*About this task*:
When a line of the records below contains the string "learning", copy that whole line.
▼
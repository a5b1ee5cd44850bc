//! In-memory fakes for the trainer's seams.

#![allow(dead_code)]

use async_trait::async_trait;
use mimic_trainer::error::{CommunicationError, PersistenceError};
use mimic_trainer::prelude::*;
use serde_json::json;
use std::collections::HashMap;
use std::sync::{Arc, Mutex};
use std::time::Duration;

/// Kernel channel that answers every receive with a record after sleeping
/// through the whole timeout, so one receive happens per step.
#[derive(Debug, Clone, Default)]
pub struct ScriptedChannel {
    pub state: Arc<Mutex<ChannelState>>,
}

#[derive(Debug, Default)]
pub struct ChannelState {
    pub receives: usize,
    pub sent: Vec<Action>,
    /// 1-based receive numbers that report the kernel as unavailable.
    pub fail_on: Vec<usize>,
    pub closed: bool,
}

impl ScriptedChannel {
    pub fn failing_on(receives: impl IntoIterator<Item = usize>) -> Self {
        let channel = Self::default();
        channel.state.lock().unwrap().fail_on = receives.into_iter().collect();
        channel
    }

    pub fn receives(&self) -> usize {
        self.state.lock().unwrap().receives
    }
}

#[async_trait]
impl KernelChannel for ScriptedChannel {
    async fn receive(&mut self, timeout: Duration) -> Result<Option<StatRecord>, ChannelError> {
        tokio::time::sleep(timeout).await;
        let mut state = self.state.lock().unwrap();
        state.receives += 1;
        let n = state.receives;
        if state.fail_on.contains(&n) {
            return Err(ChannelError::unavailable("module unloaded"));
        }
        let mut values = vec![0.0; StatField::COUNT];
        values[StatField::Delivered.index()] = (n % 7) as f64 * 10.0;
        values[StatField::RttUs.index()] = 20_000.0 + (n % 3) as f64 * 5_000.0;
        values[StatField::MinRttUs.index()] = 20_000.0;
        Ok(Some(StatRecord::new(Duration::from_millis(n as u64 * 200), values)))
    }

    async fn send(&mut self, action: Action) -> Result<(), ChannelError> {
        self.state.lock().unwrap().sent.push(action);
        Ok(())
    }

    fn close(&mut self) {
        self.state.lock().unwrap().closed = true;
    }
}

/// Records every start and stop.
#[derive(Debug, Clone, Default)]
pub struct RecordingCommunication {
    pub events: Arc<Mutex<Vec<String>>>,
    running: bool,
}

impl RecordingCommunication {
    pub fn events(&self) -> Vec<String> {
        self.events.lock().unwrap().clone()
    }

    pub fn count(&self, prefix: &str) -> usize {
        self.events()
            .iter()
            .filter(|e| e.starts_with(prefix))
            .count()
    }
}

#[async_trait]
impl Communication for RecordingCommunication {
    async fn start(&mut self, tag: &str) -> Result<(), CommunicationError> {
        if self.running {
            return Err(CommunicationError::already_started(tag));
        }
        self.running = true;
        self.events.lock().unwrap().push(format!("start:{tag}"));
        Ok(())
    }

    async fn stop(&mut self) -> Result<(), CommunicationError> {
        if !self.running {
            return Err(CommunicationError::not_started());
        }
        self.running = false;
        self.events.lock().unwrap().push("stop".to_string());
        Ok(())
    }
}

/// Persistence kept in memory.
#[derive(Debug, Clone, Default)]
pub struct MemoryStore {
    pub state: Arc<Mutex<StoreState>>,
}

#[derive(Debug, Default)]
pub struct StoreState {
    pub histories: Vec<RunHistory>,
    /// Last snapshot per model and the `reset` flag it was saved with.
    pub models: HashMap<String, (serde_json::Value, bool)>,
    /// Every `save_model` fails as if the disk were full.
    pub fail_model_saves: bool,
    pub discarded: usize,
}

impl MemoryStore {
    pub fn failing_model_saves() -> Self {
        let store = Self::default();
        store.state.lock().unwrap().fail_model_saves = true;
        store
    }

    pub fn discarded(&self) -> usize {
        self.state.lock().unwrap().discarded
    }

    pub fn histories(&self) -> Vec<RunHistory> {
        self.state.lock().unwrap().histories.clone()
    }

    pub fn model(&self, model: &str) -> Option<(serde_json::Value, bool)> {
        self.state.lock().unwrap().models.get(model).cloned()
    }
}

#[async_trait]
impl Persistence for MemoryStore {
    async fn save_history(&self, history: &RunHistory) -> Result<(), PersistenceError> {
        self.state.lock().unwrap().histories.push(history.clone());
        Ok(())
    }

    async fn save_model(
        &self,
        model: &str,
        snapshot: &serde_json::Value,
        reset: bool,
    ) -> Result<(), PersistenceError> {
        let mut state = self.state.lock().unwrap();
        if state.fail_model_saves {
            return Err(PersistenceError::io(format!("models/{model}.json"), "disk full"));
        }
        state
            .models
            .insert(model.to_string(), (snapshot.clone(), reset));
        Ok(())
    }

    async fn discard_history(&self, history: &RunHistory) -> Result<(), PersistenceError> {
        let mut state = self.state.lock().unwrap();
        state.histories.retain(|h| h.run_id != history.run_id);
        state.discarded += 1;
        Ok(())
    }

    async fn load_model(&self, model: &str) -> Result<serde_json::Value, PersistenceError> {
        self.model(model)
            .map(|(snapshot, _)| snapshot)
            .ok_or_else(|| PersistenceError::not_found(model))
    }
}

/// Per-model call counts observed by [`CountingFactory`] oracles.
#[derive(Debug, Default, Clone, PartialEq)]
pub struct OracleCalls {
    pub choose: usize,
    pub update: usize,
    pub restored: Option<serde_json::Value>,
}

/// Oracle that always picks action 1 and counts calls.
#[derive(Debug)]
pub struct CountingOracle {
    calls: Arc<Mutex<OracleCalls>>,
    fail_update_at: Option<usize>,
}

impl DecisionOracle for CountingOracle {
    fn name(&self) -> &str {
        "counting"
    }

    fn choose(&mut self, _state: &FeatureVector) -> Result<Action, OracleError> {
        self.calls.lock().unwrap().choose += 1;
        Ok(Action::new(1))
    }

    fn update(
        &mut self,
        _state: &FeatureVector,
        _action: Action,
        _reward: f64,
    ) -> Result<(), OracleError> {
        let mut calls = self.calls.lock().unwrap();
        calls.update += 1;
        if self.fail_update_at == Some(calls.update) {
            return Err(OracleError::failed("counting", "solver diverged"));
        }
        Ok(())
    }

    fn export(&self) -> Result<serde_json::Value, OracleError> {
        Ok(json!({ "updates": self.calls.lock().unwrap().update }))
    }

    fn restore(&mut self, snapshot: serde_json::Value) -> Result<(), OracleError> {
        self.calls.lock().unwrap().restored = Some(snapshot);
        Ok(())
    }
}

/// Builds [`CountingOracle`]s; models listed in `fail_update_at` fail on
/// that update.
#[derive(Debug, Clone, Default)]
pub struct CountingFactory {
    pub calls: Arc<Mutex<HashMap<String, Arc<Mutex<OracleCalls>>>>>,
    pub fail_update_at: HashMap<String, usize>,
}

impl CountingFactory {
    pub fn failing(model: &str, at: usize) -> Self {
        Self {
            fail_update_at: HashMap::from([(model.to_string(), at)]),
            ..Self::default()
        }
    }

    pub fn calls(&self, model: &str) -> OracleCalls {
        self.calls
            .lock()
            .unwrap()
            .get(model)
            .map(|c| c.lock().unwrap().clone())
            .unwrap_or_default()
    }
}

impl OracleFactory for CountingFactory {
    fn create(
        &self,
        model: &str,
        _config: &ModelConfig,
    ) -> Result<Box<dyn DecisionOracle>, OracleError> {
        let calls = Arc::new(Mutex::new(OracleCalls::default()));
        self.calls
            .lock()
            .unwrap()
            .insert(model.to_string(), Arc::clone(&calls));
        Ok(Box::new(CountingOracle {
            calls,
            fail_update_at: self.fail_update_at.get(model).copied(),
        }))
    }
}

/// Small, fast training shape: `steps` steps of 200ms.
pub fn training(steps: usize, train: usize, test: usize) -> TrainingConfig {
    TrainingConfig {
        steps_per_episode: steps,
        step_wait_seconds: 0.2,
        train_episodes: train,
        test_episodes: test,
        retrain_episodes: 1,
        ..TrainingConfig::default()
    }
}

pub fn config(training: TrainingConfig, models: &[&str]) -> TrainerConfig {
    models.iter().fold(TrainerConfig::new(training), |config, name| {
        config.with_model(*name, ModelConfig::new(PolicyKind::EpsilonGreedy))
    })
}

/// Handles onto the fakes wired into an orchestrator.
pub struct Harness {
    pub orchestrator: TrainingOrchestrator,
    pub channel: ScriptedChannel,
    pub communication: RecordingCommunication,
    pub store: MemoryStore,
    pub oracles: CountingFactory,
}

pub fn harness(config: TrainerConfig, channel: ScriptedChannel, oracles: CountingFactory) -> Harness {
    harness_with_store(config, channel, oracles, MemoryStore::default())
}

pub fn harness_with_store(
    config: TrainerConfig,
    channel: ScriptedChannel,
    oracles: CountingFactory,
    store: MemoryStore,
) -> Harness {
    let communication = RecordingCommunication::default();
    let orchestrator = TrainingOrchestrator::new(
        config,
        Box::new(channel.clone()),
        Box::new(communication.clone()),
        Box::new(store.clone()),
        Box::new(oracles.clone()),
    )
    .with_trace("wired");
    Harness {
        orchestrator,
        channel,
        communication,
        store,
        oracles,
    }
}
▲
▼
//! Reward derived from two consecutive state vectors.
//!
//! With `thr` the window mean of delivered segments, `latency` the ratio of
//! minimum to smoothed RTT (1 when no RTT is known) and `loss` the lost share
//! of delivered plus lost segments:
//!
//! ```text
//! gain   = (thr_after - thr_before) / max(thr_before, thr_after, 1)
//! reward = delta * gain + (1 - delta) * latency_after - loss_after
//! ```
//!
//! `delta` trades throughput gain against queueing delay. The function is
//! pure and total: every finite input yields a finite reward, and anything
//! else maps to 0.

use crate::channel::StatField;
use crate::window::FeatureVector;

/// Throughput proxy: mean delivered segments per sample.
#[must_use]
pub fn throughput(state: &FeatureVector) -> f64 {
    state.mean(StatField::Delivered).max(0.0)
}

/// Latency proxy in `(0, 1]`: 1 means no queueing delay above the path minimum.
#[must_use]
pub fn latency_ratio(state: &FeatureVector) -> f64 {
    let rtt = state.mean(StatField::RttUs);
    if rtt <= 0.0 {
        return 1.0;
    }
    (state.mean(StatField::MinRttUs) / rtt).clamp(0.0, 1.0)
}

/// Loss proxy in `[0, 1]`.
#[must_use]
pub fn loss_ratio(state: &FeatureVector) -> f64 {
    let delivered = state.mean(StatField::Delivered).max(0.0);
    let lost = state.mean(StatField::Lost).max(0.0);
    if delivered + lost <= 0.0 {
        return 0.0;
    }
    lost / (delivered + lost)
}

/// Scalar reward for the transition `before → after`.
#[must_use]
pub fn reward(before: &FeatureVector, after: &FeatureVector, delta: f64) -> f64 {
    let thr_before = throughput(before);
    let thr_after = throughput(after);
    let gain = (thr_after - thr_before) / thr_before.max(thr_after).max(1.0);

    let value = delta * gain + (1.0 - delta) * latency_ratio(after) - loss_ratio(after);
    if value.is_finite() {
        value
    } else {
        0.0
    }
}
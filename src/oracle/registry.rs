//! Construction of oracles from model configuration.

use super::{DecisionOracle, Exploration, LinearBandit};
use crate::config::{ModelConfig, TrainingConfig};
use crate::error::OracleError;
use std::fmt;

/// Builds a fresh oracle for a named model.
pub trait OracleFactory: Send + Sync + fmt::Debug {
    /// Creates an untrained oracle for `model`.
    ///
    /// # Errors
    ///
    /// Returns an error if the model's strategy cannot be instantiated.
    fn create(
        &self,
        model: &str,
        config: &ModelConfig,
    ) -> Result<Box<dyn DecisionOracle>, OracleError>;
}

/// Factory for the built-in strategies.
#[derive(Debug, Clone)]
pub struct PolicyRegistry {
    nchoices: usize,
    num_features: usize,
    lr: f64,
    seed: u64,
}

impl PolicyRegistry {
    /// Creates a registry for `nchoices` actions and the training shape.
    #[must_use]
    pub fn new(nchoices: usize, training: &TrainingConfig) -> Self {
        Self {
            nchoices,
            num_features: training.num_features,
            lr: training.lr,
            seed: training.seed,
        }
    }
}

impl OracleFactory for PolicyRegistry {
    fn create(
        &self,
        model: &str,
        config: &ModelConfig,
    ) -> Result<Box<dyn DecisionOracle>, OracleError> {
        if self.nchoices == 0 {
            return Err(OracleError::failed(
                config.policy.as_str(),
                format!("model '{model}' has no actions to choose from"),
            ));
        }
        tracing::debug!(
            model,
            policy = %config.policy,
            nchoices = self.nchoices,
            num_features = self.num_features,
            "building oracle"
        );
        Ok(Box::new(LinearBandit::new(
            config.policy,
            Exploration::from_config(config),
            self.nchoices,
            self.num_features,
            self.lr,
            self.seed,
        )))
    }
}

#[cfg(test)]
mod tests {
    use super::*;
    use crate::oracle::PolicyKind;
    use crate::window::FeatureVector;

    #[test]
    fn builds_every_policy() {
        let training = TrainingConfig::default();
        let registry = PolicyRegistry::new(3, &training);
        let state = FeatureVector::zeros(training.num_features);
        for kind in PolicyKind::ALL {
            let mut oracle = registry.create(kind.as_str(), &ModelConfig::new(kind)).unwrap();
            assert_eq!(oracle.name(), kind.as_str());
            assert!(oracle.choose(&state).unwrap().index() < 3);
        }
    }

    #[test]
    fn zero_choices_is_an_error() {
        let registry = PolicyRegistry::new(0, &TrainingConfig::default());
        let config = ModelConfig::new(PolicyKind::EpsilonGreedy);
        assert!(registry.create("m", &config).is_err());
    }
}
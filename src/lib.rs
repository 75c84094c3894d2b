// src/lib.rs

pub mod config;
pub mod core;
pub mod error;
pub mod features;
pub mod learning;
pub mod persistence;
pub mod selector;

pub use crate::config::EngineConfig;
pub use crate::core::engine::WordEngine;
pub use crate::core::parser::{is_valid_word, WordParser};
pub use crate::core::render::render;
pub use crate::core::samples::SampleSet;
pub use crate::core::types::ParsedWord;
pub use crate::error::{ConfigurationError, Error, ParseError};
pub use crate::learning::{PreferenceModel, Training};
▲
*Response*:
pub mod learning;
pub use crate::learning::{PreferenceModel, Training};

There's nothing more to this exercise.